Stored data
══════════════════════════════

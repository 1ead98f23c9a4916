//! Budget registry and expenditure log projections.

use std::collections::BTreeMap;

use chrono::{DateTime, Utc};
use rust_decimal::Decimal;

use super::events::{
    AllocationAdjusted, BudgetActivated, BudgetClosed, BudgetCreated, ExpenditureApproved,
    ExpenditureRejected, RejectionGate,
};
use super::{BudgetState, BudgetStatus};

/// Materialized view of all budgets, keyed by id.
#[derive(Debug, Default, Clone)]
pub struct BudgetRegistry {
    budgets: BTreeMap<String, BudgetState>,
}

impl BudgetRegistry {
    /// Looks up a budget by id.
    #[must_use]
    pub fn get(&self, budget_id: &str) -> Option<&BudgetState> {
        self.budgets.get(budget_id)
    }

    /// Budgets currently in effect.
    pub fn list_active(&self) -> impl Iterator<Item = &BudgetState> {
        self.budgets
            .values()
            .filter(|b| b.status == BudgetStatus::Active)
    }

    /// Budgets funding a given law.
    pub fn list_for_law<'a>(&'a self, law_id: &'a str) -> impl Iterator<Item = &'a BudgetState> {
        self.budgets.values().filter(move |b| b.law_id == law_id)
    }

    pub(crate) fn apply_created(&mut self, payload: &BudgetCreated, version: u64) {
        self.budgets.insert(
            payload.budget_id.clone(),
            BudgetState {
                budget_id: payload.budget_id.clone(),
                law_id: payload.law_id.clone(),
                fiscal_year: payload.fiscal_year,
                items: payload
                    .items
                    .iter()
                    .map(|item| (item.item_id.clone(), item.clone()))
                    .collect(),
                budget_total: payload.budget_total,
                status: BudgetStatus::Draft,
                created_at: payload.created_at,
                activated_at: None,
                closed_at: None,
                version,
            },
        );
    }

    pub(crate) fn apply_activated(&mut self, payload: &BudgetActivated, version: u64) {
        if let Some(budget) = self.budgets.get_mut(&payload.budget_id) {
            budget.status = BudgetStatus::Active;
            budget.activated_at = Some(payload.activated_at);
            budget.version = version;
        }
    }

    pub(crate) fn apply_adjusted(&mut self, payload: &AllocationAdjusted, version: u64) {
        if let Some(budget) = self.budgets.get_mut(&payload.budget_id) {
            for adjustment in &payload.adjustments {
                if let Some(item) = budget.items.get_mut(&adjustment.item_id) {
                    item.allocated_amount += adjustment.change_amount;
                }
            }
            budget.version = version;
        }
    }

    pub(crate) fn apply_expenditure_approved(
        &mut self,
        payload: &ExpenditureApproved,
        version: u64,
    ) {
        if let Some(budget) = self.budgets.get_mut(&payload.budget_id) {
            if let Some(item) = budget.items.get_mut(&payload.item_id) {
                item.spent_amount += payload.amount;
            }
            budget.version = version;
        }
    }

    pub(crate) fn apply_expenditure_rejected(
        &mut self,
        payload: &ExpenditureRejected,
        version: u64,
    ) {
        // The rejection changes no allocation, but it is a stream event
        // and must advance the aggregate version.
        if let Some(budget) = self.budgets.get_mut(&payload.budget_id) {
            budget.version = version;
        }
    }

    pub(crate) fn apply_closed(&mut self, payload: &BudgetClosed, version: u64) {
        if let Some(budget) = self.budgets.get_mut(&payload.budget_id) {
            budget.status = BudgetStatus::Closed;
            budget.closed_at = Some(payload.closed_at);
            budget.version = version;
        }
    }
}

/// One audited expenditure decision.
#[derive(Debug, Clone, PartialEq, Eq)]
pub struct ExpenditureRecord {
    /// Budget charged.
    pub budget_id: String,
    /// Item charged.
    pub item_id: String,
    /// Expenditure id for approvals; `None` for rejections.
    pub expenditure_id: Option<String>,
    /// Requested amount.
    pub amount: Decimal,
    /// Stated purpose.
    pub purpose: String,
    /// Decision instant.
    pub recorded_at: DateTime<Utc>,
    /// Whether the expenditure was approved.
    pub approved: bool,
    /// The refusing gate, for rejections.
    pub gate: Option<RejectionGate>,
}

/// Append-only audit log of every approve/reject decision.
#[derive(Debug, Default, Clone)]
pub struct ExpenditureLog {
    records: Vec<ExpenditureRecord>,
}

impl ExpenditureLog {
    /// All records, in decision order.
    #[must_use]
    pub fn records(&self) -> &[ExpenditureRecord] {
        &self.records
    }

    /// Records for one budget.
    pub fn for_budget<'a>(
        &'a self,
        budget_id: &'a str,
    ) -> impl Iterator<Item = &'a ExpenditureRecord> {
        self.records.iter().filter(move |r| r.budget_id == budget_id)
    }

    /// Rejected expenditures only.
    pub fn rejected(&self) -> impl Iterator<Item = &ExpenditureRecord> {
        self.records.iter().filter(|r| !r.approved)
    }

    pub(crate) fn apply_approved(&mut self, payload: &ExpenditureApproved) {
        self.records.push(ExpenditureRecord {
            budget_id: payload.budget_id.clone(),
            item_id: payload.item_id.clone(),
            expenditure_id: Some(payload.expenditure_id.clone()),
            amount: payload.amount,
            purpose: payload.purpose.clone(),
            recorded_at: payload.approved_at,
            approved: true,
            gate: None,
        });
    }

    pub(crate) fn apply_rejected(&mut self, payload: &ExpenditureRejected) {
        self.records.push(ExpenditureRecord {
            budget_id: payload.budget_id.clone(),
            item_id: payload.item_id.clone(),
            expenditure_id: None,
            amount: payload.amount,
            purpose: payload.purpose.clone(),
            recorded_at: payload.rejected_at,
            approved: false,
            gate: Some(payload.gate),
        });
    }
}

══════════════════════════════

◆ **YOUR TASK**
The whole of the data is to be returned with every line intact.

◆ **EXERCISE SOLUTION**
repository 1ead98f23c9a4916
//! Budget registry and expenditure log projections.

use std::collections::BTreeMap;

use chrono::{DateTime, Utc};
use rust_decimal::Decimal;

use super::events::{
    AllocationAdjusted, BudgetActivated, BudgetClosed, BudgetCreated, ExpenditureApproved,
    ExpenditureRejected, RejectionGate,
};
use super::{BudgetState, BudgetStatus};

/// Materialized view of all budgets, keyed by id.
#[derive(Debug, Default, Clone)]
pub struct BudgetRegistry {
    budgets: BTreeMap<String, BudgetState>,
}

impl BudgetRegistry {
    /// Looks up a budget by id.
    #[must_use]
    pub fn get(&self, budget_id: &str) -> Option<&BudgetState> {
        self.budgets.get(budget_id)
    }

    /// Budgets currently in effect.
    pub fn list_active(&self) -> impl Iterator<Item = &BudgetState> {
        self.budgets
            .values()
            .filter(|b| b.status == BudgetStatus::Active)
    }

    /// Budgets funding a given law.
    pub fn list_for_law<'a>(&'a self, law_id: &'a str) -> impl Iterator<Item = &'a BudgetState> {
        self.budgets.values().filter(move |b| b.law_id == law_id)
    }

    pub(crate) fn apply_created(&mut self, payload: &BudgetCreated, version: u64) {
        self.budgets.insert(
            payload.budget_id.clone(),
            BudgetState {
                budget_id: payload.budget_id.clone(),
                law_id: payload.law_id.clone(),
                fiscal_year: payload.fiscal_year,
                items: payload
                    .items
                    .iter()
                    .map(|item| (item.item_id.clone(), item.clone()))
                    .collect(),
                budget_total: payload.budget_total,
                status: BudgetStatus::Draft,
                created_at: payload.created_at,
                activated_at: None,
                closed_at: None,
                version,
            },
        );
    }

    pub(crate) fn apply_activated(&mut self, payload: &BudgetActivated, version: u64) {
        if let Some(budget) = self.budgets.get_mut(&payload.budget_id) {
            budget.status = BudgetStatus::Active;
            budget.activated_at = Some(payload.activated_at);
            budget.version = version;
        }
    }

    pub(crate) fn apply_adjusted(&mut self, payload: &AllocationAdjusted, version: u64) {
        if let Some(budget) = self.budgets.get_mut(&payload.budget_id) {
            for adjustment in &payload.adjustments {
                if let Some(item) = budget.items.get_mut(&adjustment.item_id) {
                    item.allocated_amount += adjustment.change_amount;
                }
            }
            budget.version = version;
        }
    }

    pub(crate) fn apply_expenditure_approved(
        &mut self,
        payload: &ExpenditureApproved,
        version: u64,
    ) {
        if let Some(budget) = self.budgets.get_mut(&payload.budget_id) {
            if let Some(item) = budget.items.get_mut(&payload.item_id) {
                item.spent_amount += payload.amount;
            }
            budget.version = version;
        }
    }

    pub(crate) fn apply_expenditure_rejected(
        &mut self,
        payload: &ExpenditureRejected,
        version: u64,
    ) {
        // The rejection changes no allocation, but it is a stream event
        // and must advance the aggregate version.
        if let Some(budget) = self.budgets.get_mut(&payload.budget_id) {
            budget.version = version;
        }
    }

    pub(crate) fn apply_closed(&mut self, payload: &BudgetClosed, version: u64) {
        if let Some(budget) = self.budgets.get_mut(&payload.budget_id) {
            budget.status = BudgetStatus::Closed;
            budget.closed_at = Some(payload.closed_at);
            budget.version = version;
        }
    }
}

/// One audited expenditure decision.
#[derive(Debug, Clone, PartialEq, Eq)]
pub struct ExpenditureRecord {
    /// Budget charged.
    pub budget_id: String,
    /// Item charged.
    pub item_id: String,
    /// Expenditure id for approvals; `None` for rejections.
    pub expenditure_id: Option<String>,
    /// Requested amount.
    pub amount: Decimal,
    /// Stated purpose.
    pub purpose: String,
    /// Decision instant.
    pub recorded_at: DateTime<Utc>,
    /// Whether the expenditure was approved.
    pub approved: bool,
    /// The refusing gate, for rejections.
    pub gate: Option<RejectionGate>,
}

/// Append-only audit log of every approve/reject decision.
#[derive(Debug, Default, Clone)]
pub struct ExpenditureLog {
    records: Vec<ExpenditureRecord>,
}

impl ExpenditureLog {
    /// All records, in decision order.
    #[must_use]
    pub fn records(&self) -> &[ExpenditureRecord] {
        &self.records
    }

    /// Records for one budget.
    pub fn for_budget<'a>(
        &'a self,
        budget_id: &'a str,
    ) -> impl Iterator<Item = &'a ExpenditureRecord> {
        self.records.iter().filter(move |r| r.budget_id == budget_id)
    }

    /// Rejected expenditures only.
    pub fn rejected(&self) -> impl Iterator<Item = &ExpenditureRecord> {
        self.records.iter().filter(|r| !r.approved)
    }

    pub(crate) fn apply_approved(&mut self, payload: &ExpenditureApproved) {
        self.records.push(ExpenditureRecord {
            budget_id: payload.budget_id.clone(),
            item_id: payload.item_id.clone(),
            expenditure_id: Some(payload.expenditure_id.clone()),
            amount: payload.amount,
            purpose: payload.purpose.clone(),
            recorded_at: payload.approved_at,
            approved: true,
            gate: None,
        });
    }

    pub(crate) fn apply_rejected(&mut self, payload: &ExpenditureRejected) {
        self.records.push(ExpenditureRecord {
            budget_id: payload.budget_id.clone(),
            item_id: payload.item_id.clone(),
            expenditure_id: None,
            amount: payload.amount,
            purpose: payload.purpose.clone(),
            recorded_at: payload.rejected_at,
            approved: false,
            gate: Some(payload.gate),
        });
    }
}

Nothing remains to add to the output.